What the task asks: Each of the lines from the one that contains "Error::SqlError(error)" to the end of the entries below should be output exactly.

[Collected data]

#####

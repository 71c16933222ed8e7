//! Calendar-month windows for scoping transactions to a reporting period.

use time::{Date, Month};

use crate::transaction::Transaction;

/// An inclusive range of dates.
#[derive(Debug, Clone, Copy, PartialEq, Eq)]
pub struct DateRange {
    /// The first day in the range.
    pub start: Date,
    /// The last day in the range.
    pub end: Date,
}

impl DateRange {
    /// Whether `date` falls within the range, bounds included.
    pub fn contains(&self, date: Date) -> bool {
        self.start <= date && date <= self.end
    }
}

/// The first and last day of the calendar month containing `reference`.
pub fn month_range(reference: Date) -> DateRange {
    let year = reference.year();
    let month = reference.month();

    let start = Date::from_calendar_date(year, month, 1).expect("invalid month start date");
    let end = Date::from_calendar_date(year, month, last_day_of_month(year, month))
        .expect("invalid month end date");

    DateRange { start, end }
}

/// The sublist of `transactions` dated within the calendar month
/// containing `reference`.
///
/// An empty input yields an empty output.
pub fn filter_by_month(transactions: &[Transaction], reference: Date) -> Vec<Transaction> {
    let range = month_range(reference);

    transactions
        .iter()
        .filter(|transaction| range.contains(transaction.date))
        .cloned()
        .collect()
}

fn last_day_of_month(year: i32, month: Month) -> u8 {
    match month {
        Month::January
        | Month::March
        | Month::May
        | Month::July
        | Month::August
        | Month::October
        | Month::December => 31,
        Month::April | Month::June | Month::September | Month::November => 30,
        Month::February => {
            if is_leap_year(year) {
                29
            } else {
                28
            }
        }
    }
}

fn is_leap_year(year: i32) -> bool {
    (year % 4 == 0 && year % 100 != 0) || (year % 400 == 0)
}

#[cfg(test)]
mod period_tests {
    use time::macros::date;

    use crate::transaction::Transaction;

    use super::{filter_by_month, month_range};

    fn create_test_transaction(amount: f64, date: time::Date) -> Transaction {
        Transaction {
            id: 1,
            description: String::new(),
            amount,
            kind: crate::transaction::TransactionKind::Expense,
            category: None,
            date,
            created_at: time::macros::datetime!(2024-01-01 0:00 UTC),
        }
    }

    #[test]
    fn month_range_covers_whole_month() {
        let range = month_range(date!(2024 - 03 - 17));

        assert_eq!(range.start, date!(2024 - 03 - 01));
        assert_eq!(range.end, date!(2024 - 03 - 31));
    }

    #[test]
    fn month_range_handles_leap_february() {
        let range = month_range(date!(2024 - 02 - 10));
        assert_eq!(range.end, date!(2024 - 02 - 29));

        let range = month_range(date!(2023 - 02 - 10));
        assert_eq!(range.end, date!(2023 - 02 - 28));

        // Century years are only leap years when divisible by 400.
        let range = month_range(date!(1900 - 02 - 10));
        assert_eq!(range.end, date!(1900 - 02 - 28));
    }

    #[test]
    fn filter_by_month_returns_a_sublist_within_bounds() {
        let transactions = vec![
            create_test_transaction(1.0, date!(2024 - 02 - 29)),
            create_test_transaction(2.0, date!(2024 - 03 - 01)),
            create_test_transaction(3.0, date!(2024 - 03 - 15)),
            create_test_transaction(4.0, date!(2024 - 03 - 31)),
            create_test_transaction(5.0, date!(2024 - 04 - 01)),
        ];

        let got = filter_by_month(&transactions, date!(2024 - 03 - 17));

        let range = month_range(date!(2024 - 03 - 17));
        assert_eq!(got.len(), 3);
        for transaction in &got {
            assert!(range.contains(transaction.date));
            assert!(transactions.contains(transaction), "filter invented a transaction");
        }
    }

    #[test]
    fn filter_by_month_returns_empty_for_empty_input() {
        let got = filter_by_month(&[], date!(2024 - 03 - 17));

        assert!(got.is_empty());
    }

    #[test]
    fn filter_by_month_returns_empty_when_nothing_matches() {
        let transactions = vec![create_test_transaction(1.0, date!(2024 - 01 - 15))];

        let got = filter_by_month(&transactions, date!(2024 - 03 - 17));

        assert!(got.is_empty());
    }
}
//! Pocketbudget is the data and reporting core of a personal
//! budget-tracking application.
//!
//! Users record income and expense transactions, file them under shared or
//! personal categories, and view monthly summaries of where their money
//! went. This crate provides the domain models, the SQLite-backed data
//! access layer, the pure aggregation functions behind the dashboard and
//! analytics views, and CSV/JSON export of transaction lists.
//!
//! Authentication and presentation are handled by external collaborators;
//! this crate only ever sees lists that are already scoped to one user.

#![warn(missing_docs)]

pub mod category;
pub mod currency;
pub mod database_id;
pub mod db;
pub mod export;
pub mod report;
pub mod transaction;
pub mod user;

pub use category::{Category, CategoryName, CategoryOwnership};
pub use db::initialize as initialize_db;
pub use transaction::{Transaction, TransactionBuilder, TransactionKind};
pub use user::{User, UserId};

/// The errors that may occur in the application.
#[derive(Debug, thiserror::Error, PartialEq)]
pub enum Error {
    /// A negative amount was used to create a transaction.
    ///
    /// Amounts are stored as non-negative numbers, the direction of the
    /// money flow is carried by the transaction kind.
    #[error("transaction amounts must not be negative, got {0}")]
    NegativeAmount(f64),

    /// An empty string was used to create a category name.
    #[error("category name cannot be empty")]
    EmptyCategoryName,

    /// The user already has a category with the given name.
    #[error("a category with that name already exists")]
    DuplicateCategoryName,

    /// The email address used to create a user already belongs to another
    /// user.
    #[error("the email address already belongs to a user")]
    DuplicateEmail,

    /// The user ID used to create a record did not match a valid user.
    #[error("the user ID does not refer to a valid user")]
    InvalidUser,

    /// The requested resource was not found.
    ///
    /// Internally, this error may occur when a query returns no rows.
    #[error("the requested resource could not be found")]
    NotFound,

    /// Tried to delete a transaction that does not exist.
    #[error("tried to delete a transaction that is not in the database")]
    DeleteMissingTransaction,

    /// Tried to delete a category that does not exist.
    #[error("tried to delete a category that is not in the database")]
    DeleteMissingCategory,

    /// Tried to delete a default category.
    ///
    /// Default categories are shared seed data without an owning user and
    /// are read-only from the user's perspective.
    #[error("default categories cannot be deleted")]
    DefaultCategoryProtected,

    /// An error occurred while writing CSV output.
    #[error("could not write CSV: {0}")]
    CsvWrite(String),

    /// An error occurred while serializing a struct as JSON.
    #[error("could not serialize as JSON: {0}")]
    JsonSerialization(String),

    /// An unhandled/unexpected SQL error.
    #[error("an unexpected SQL error occurred: {0}")]
    SqlError(rusqlite::Error),
}

impl From<rusqlite::Error> for Error {
    fn from(value: rusqlite::Error) -> Self {
        match value {
            // Code 2067 occurs when a UNIQUE constraint failed.
            rusqlite::Error::SqliteFailure(sql_error, Some(ref desc))
                if sql_error.extended_code == 2067 && desc.contains("category.name") =>
            {
                Error::DuplicateCategoryName
            }
            rusqlite::Error::SqliteFailure(sql_error, Some(ref desc))
                if sql_error.extended_code == 2067 && desc.contains("user.email") =>
            {
                Error::DuplicateEmail
            }
            // Code 787 occurs when a FOREIGN KEY constraint failed. The only
            // foreign keys in the schema point at the user table.
            rusqlite::Error::SqliteFailure(sql_error, _) if sql_error.extended_code == 787 => {
                Error::InvalidUser
            }
            rusqlite::Error::QueryReturnedNoRows => Error::NotFound,
            error => {
                tracing::error!("an unhandled SQL error occurred: {}", error);
                Error::SqlError(error)
            }
        }
    }
}

impl From<csv::Error> for Error {
    fn from(value: csv::Error) -> Self {
        Error::CsvWrite(value.to_string())
    }
}

impl From<serde_json::Error> for Error {
    fn from(value: serde_json::Error) -> Self {
        Error::JsonSerialization(value.to_string())
    }
}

#####

Answer for the task:
                Error::SqlError(error)
            }
        }
    }
}

impl From<csv::Error> for Error {
    fn from(value: csv::Error) -> Self {
        Error::CsvWrite(value.to_string())
    }
}

impl From<serde_json::Error> for Error {
    fn from(value: serde_json::Error) -> Self {
        Error::JsonSerialization(value.to_string())
    }
}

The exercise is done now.